Your instructions: From the listing below, reproduce word for word the part that opens with the line containing "RequestState::Fulfilled" and closes with the line containing "regions use the"; reproduce nothing else.

Data for this exercise:
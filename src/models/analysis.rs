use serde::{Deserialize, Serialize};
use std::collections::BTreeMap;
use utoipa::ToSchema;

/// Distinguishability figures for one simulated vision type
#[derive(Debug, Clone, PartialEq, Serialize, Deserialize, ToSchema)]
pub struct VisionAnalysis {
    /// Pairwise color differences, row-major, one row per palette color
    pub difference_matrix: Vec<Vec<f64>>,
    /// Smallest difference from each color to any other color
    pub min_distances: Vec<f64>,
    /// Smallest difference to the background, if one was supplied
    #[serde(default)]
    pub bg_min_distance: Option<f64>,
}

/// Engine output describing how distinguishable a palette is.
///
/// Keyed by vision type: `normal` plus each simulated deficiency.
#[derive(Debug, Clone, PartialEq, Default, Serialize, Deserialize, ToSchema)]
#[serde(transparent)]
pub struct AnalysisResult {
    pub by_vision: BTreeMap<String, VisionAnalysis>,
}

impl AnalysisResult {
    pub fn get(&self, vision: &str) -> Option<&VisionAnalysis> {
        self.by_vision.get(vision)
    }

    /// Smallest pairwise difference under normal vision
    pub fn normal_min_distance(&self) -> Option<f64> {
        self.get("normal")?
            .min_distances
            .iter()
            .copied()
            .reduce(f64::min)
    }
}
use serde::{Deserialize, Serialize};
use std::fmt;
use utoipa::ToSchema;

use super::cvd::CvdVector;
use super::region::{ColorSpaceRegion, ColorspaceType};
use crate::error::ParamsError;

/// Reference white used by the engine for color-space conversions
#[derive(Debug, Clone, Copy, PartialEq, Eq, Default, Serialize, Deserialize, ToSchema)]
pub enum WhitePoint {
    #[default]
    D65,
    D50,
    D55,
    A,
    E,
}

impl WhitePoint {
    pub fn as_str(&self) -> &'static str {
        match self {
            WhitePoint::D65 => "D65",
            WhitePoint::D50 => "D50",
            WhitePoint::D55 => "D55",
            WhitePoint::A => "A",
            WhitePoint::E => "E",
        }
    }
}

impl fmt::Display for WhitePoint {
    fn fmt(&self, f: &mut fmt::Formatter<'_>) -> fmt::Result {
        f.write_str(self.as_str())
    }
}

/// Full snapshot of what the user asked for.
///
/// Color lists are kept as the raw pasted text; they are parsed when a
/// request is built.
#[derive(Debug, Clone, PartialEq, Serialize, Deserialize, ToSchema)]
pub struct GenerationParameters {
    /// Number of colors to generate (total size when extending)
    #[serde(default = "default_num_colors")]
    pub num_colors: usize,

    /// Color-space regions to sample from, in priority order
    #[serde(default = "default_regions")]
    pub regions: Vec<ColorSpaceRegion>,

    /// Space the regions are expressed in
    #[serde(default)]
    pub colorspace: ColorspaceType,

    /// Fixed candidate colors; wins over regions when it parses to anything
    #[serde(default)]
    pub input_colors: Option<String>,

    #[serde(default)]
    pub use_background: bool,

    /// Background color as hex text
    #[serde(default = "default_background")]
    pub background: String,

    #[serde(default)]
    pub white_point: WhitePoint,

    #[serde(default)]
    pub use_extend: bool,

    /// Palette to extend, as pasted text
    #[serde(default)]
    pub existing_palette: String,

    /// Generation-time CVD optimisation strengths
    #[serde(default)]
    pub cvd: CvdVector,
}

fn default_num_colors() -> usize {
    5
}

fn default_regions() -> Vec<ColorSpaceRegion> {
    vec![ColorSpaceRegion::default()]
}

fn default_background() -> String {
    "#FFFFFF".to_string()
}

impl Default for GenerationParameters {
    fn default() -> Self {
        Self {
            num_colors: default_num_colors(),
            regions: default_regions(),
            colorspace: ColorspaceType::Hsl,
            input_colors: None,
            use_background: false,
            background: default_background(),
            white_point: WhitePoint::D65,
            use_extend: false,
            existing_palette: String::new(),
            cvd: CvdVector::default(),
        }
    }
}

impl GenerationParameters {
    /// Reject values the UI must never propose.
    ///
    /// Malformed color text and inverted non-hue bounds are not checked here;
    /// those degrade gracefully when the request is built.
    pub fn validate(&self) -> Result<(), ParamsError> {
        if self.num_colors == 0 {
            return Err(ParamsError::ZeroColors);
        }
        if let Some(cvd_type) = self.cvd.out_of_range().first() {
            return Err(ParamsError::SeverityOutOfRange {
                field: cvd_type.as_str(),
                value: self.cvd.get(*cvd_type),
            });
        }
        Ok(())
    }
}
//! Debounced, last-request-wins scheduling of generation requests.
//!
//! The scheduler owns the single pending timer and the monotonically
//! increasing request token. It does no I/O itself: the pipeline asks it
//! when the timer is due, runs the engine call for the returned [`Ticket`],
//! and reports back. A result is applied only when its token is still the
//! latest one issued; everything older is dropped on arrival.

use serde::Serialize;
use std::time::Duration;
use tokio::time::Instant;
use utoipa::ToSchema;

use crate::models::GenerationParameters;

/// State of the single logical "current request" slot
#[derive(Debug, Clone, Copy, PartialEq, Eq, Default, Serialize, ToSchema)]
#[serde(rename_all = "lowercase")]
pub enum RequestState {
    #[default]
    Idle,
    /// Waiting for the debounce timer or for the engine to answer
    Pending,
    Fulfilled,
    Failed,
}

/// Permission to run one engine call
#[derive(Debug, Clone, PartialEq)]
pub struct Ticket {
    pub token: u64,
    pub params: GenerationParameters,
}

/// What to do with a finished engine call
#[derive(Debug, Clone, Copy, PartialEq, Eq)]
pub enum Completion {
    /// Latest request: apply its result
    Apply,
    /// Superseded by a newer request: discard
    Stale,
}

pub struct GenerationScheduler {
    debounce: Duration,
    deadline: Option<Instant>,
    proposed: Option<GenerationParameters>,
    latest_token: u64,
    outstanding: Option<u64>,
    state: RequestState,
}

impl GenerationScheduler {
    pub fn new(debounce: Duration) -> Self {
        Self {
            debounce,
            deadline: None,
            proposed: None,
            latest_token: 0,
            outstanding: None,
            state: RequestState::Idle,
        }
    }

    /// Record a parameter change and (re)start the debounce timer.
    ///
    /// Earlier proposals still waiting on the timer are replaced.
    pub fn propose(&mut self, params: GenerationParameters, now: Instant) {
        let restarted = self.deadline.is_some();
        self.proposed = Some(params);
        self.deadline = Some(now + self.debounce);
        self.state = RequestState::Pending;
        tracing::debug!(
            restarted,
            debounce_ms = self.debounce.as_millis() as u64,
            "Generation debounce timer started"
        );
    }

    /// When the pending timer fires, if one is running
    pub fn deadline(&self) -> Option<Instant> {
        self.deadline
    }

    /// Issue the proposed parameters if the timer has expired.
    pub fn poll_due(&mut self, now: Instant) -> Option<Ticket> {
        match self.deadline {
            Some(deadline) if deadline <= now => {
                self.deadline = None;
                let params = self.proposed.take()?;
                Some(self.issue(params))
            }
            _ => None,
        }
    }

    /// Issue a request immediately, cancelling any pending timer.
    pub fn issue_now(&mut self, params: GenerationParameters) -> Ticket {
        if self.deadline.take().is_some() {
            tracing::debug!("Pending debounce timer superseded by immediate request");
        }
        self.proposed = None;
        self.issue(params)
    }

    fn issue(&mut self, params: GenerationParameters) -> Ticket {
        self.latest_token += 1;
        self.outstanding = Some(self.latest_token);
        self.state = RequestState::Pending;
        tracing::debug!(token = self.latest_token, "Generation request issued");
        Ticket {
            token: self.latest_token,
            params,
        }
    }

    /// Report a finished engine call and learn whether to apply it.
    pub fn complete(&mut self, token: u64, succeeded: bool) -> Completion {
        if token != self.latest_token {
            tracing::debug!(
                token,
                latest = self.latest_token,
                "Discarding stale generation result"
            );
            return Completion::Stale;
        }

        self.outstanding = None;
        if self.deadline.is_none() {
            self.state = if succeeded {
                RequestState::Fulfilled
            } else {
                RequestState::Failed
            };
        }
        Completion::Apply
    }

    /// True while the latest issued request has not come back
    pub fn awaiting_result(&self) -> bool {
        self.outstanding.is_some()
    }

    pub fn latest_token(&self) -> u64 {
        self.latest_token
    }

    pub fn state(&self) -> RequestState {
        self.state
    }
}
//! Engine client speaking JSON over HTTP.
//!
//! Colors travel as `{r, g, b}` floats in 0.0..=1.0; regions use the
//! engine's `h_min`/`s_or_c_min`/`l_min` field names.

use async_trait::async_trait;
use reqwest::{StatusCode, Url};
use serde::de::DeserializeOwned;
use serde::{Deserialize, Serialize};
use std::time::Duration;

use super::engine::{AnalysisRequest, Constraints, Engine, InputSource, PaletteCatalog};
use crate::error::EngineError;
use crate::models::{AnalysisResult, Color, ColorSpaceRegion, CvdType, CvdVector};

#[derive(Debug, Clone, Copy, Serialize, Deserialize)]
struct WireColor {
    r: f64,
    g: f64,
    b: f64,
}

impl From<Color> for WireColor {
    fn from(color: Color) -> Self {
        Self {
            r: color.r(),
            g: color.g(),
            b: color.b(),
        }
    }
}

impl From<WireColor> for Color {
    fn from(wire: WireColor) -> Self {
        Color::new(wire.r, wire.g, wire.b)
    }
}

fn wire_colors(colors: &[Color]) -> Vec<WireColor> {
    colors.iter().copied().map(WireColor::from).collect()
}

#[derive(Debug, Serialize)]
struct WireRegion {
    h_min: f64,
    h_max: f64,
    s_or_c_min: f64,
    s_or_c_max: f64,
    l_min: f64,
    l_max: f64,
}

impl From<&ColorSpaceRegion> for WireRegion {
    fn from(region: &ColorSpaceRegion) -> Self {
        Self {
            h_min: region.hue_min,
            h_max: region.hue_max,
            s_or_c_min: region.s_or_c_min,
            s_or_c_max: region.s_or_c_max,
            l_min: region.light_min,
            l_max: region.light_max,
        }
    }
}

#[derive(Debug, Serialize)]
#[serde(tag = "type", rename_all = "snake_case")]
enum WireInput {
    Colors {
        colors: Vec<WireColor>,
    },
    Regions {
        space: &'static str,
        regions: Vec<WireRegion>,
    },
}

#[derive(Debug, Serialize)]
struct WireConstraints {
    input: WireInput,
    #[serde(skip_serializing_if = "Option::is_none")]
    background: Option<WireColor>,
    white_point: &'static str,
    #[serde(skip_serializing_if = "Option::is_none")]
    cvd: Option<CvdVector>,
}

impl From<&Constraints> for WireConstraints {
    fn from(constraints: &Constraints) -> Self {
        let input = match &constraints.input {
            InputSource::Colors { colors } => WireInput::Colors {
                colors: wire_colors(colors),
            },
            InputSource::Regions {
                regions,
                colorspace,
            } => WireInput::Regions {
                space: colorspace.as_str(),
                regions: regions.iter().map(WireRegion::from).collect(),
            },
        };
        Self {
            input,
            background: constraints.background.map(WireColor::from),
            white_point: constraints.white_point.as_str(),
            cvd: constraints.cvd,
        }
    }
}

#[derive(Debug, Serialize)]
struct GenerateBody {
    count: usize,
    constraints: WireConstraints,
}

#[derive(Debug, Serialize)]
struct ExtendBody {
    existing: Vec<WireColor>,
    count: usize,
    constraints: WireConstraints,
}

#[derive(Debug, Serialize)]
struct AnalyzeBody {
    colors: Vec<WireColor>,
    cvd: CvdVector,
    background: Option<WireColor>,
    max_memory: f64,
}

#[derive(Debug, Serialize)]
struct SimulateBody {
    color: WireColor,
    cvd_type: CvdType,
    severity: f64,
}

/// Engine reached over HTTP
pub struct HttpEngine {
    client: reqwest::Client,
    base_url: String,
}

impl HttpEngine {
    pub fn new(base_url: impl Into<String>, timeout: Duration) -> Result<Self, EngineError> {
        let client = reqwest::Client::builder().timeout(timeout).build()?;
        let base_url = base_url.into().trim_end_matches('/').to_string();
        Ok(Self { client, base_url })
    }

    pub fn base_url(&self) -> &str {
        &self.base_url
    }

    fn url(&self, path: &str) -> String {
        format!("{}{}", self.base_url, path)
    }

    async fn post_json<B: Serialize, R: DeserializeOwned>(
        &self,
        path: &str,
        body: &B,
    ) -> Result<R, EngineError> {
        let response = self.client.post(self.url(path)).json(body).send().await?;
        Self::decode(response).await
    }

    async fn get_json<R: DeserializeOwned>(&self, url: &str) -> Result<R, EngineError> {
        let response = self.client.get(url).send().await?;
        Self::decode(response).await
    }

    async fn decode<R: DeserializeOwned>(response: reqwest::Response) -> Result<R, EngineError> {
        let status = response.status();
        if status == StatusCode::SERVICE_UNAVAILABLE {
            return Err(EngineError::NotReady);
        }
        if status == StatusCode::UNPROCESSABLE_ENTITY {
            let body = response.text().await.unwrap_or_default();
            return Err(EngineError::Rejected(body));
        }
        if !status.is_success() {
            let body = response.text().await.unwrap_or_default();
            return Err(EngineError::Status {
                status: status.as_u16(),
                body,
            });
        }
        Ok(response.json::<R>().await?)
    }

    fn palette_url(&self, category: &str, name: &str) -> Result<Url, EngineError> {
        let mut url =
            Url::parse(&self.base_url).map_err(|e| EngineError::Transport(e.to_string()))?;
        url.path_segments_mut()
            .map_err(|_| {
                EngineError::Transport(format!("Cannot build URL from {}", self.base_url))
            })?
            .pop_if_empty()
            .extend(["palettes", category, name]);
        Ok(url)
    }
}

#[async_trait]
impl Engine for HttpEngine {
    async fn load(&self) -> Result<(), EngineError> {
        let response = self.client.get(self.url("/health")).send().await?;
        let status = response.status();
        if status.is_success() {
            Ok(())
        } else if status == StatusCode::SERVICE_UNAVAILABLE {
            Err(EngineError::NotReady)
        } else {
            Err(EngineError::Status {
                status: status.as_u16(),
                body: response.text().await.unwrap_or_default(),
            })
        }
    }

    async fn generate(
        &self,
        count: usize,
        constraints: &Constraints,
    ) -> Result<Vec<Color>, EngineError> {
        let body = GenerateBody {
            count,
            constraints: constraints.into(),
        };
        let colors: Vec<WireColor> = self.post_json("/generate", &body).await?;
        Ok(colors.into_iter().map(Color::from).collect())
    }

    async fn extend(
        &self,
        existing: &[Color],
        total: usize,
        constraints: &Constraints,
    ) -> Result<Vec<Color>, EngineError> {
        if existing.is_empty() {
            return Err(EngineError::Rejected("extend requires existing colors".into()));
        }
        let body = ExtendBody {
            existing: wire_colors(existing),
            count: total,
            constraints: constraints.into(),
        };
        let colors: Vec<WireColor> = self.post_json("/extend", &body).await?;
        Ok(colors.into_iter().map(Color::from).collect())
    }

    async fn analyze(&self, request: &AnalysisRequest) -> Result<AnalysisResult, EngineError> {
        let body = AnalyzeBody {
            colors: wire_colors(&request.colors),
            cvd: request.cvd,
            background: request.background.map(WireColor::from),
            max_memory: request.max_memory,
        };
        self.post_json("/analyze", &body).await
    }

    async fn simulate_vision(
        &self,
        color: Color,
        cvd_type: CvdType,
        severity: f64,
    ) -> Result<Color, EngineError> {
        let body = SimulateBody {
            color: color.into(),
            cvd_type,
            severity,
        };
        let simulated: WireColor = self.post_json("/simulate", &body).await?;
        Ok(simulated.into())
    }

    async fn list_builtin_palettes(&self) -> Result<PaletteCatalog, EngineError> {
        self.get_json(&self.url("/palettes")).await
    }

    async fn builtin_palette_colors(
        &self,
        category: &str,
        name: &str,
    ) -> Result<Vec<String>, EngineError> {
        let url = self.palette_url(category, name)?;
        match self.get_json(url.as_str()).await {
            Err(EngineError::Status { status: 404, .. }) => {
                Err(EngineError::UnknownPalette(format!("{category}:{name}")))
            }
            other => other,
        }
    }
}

Solution to this problem:
                RequestState::Fulfilled
            } else {
                RequestState::Failed
            };
        }
        Completion::Apply
    }

    /// True while the latest issued request has not come back
    pub fn awaiting_result(&self) -> bool {
        self.outstanding.is_some()
    }

    pub fn latest_token(&self) -> u64 {
        self.latest_token
    }

    pub fn state(&self) -> RequestState {
        self.state
    }
}
//! Engine client speaking JSON over HTTP.
//!
//! Colors travel as `{r, g, b}` floats in 0.0..=1.0; regions use the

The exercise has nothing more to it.